◆ **What the task requires**:
Take every line containing "poisoned" out of the records.
##### Dataset records #####
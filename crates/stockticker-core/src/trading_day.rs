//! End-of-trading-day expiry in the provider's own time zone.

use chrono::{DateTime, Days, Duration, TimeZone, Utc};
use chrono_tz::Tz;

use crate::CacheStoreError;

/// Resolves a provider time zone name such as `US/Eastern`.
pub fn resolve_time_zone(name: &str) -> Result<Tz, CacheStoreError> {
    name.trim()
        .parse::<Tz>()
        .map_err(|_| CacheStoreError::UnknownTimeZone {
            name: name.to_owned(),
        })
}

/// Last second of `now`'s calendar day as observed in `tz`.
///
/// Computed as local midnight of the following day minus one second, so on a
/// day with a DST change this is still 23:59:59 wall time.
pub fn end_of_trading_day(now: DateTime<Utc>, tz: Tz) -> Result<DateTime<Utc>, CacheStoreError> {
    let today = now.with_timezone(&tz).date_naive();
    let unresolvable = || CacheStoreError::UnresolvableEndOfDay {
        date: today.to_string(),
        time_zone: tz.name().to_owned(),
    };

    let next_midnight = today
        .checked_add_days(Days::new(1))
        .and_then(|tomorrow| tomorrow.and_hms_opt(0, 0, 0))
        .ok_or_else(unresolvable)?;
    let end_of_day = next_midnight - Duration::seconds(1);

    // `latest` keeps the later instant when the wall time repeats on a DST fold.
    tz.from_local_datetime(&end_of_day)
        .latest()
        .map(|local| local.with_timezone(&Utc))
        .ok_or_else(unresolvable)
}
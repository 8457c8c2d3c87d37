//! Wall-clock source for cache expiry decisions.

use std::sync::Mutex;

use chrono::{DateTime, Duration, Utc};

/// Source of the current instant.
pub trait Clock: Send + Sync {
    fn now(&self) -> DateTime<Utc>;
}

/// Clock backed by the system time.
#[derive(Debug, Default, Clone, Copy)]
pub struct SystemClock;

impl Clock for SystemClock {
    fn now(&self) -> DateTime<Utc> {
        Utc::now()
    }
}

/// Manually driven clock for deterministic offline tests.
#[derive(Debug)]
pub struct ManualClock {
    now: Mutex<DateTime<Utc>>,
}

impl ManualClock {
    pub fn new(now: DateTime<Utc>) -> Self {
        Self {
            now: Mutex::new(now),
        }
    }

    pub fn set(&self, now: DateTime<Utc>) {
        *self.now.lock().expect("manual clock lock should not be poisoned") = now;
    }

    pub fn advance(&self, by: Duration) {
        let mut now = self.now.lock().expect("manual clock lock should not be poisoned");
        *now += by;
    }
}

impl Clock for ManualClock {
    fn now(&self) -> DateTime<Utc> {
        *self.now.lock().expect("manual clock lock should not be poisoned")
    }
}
#####
##### Dataset records #####
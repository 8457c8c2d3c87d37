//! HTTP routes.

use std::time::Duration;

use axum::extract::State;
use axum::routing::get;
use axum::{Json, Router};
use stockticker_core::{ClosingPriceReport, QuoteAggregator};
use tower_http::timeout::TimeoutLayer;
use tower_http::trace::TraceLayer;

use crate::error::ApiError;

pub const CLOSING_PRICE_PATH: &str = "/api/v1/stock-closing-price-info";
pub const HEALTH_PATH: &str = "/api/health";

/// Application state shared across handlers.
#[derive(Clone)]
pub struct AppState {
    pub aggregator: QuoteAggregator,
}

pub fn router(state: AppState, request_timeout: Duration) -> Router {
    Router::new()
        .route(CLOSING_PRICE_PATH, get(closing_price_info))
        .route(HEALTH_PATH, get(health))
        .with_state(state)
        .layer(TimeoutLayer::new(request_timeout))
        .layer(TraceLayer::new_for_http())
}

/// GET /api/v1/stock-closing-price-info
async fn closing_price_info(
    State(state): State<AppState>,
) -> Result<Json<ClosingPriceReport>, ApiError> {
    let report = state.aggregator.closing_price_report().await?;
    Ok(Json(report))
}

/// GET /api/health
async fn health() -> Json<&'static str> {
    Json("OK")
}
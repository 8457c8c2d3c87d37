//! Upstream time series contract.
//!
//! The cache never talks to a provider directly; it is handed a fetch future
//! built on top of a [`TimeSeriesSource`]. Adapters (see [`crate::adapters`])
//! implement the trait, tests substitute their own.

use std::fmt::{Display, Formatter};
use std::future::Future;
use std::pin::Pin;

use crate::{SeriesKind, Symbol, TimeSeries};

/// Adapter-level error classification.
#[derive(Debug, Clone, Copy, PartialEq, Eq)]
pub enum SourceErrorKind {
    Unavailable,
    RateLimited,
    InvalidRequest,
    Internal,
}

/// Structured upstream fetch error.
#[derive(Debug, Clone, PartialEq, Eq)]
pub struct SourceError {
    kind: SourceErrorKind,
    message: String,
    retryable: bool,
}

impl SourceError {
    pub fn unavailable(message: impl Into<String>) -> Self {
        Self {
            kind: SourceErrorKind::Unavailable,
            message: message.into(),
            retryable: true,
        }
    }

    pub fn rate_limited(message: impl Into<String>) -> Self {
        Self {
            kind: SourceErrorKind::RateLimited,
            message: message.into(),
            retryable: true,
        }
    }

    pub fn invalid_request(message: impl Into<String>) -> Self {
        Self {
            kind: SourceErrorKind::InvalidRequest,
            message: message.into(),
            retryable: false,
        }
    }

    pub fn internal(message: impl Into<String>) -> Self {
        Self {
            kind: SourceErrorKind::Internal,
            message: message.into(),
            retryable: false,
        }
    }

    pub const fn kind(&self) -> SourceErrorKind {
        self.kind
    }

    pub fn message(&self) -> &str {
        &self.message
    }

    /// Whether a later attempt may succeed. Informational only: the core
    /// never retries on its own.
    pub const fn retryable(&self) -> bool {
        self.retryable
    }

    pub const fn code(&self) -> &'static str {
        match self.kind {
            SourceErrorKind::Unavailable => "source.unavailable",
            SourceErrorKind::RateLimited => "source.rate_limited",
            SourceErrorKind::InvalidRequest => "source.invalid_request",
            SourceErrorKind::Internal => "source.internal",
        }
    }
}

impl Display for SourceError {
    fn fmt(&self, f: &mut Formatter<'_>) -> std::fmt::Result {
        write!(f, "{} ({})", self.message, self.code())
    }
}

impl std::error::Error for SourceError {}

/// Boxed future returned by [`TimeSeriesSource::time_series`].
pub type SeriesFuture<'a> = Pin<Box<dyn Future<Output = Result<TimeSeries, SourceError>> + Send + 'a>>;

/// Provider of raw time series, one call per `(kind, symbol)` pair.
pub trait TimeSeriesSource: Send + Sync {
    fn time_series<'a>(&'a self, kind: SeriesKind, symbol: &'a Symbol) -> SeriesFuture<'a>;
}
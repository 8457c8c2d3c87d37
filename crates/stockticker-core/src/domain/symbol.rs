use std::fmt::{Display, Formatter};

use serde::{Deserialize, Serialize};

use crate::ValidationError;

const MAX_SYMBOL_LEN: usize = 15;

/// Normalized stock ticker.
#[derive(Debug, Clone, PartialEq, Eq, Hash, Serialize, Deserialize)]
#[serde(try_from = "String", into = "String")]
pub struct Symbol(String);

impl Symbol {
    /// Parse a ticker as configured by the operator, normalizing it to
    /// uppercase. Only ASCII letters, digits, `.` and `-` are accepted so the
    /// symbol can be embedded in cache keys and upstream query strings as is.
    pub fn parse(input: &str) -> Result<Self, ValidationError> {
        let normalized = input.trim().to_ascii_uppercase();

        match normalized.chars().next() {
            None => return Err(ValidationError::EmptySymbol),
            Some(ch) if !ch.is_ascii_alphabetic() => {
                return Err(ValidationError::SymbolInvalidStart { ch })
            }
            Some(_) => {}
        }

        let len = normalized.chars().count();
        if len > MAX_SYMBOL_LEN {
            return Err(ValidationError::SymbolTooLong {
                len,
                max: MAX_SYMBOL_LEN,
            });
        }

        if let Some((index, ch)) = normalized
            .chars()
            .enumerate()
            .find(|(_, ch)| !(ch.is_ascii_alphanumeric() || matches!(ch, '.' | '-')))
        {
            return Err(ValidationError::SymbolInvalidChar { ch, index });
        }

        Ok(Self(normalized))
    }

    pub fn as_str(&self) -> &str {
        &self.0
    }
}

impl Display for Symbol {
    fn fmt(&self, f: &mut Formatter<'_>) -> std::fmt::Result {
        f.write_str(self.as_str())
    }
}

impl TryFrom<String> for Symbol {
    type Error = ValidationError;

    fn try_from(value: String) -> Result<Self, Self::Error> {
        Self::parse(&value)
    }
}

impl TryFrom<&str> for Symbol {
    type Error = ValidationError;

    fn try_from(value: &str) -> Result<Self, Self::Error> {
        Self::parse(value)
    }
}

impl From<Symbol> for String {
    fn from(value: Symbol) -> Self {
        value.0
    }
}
#####
##### Dataset records #####
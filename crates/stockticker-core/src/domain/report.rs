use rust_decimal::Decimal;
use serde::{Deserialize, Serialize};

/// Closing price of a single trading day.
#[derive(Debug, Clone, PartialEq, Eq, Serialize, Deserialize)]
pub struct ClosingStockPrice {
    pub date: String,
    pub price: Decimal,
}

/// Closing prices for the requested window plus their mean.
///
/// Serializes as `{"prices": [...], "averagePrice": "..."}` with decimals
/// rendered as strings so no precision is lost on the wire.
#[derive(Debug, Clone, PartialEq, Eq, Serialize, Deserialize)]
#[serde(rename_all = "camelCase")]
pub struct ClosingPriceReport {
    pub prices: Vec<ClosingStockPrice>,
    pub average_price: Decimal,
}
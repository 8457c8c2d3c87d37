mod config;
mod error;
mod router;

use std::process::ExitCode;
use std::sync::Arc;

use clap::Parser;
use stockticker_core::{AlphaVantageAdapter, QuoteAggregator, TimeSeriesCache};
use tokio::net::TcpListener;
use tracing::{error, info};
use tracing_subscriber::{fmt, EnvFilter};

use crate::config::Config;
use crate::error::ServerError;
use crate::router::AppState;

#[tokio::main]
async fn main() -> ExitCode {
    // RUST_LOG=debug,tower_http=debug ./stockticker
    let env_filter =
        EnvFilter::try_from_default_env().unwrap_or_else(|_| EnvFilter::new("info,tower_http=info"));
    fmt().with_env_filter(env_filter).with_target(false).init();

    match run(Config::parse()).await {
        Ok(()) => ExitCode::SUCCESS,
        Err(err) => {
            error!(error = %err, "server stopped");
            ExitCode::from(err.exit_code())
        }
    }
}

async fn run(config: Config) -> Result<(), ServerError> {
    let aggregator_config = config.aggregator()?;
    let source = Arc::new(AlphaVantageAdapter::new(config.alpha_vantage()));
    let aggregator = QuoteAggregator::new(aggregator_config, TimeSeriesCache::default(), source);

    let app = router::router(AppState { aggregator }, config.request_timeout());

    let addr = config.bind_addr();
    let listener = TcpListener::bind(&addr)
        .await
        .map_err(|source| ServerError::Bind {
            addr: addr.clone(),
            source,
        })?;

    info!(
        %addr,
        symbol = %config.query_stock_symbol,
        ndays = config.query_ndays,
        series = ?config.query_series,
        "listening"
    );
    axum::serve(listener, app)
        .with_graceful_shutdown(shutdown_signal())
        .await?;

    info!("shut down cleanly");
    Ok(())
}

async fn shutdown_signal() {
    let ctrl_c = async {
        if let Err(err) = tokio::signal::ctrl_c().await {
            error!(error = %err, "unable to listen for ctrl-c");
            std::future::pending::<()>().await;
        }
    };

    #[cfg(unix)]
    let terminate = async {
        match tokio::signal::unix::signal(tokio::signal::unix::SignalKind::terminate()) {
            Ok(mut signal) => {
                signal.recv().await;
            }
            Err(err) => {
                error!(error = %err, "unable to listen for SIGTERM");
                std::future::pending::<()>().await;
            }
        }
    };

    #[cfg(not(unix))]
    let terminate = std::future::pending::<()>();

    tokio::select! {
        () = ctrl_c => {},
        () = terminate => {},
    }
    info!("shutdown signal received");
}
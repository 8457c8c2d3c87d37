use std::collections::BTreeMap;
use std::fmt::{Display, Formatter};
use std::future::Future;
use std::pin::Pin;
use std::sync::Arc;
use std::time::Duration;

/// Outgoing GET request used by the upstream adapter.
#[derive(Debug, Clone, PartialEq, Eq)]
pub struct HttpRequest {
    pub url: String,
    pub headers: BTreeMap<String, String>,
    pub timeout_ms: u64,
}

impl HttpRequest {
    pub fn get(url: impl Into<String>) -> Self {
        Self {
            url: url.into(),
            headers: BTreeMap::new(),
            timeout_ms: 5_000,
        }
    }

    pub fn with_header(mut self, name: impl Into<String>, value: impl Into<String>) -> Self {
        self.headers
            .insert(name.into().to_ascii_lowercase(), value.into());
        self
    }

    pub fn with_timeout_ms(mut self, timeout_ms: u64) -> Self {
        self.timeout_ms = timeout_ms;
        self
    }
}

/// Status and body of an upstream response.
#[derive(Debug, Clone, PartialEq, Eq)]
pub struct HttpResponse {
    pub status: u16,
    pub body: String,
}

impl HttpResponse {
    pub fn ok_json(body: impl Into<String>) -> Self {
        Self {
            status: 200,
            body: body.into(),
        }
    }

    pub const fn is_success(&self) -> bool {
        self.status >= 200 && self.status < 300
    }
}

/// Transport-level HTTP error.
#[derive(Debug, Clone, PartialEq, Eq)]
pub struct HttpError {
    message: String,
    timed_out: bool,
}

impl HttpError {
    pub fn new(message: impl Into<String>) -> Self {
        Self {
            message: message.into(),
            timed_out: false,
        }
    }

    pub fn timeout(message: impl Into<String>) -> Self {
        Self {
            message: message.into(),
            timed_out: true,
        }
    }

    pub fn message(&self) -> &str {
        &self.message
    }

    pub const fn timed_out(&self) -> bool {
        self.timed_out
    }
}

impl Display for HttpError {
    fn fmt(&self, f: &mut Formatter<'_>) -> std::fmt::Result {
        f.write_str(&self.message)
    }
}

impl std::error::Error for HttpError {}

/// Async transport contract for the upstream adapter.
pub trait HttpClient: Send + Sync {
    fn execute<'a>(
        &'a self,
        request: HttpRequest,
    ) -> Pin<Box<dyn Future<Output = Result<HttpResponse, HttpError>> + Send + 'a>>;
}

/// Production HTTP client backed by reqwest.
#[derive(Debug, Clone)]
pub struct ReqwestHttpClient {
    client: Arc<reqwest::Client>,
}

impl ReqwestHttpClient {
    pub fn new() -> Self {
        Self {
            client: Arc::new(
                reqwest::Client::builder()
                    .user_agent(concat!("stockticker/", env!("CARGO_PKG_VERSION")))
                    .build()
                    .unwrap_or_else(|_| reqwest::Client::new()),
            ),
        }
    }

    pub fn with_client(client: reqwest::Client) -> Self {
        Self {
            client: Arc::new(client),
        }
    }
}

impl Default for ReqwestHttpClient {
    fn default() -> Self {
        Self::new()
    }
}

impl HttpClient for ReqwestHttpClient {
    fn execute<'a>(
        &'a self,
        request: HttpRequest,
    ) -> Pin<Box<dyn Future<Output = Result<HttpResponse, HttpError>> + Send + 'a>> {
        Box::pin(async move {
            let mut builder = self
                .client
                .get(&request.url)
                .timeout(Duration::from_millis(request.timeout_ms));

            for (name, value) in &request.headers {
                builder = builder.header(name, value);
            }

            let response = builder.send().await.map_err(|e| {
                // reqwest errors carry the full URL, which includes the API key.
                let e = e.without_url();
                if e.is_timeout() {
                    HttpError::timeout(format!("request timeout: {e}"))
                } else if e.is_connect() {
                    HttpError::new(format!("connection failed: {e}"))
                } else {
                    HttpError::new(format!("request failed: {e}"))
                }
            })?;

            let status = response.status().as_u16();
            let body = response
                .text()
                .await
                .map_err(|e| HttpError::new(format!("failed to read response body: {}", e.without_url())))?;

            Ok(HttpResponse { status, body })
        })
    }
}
#####
◆ **Result below**:
        *self.now.lock().expect("manual clock lock should not be poisoned") = now;
        let mut now = self.now.lock().expect("manual clock lock should not be poisoned");
        *self.now.lock().expect("manual clock lock should not be poisoned")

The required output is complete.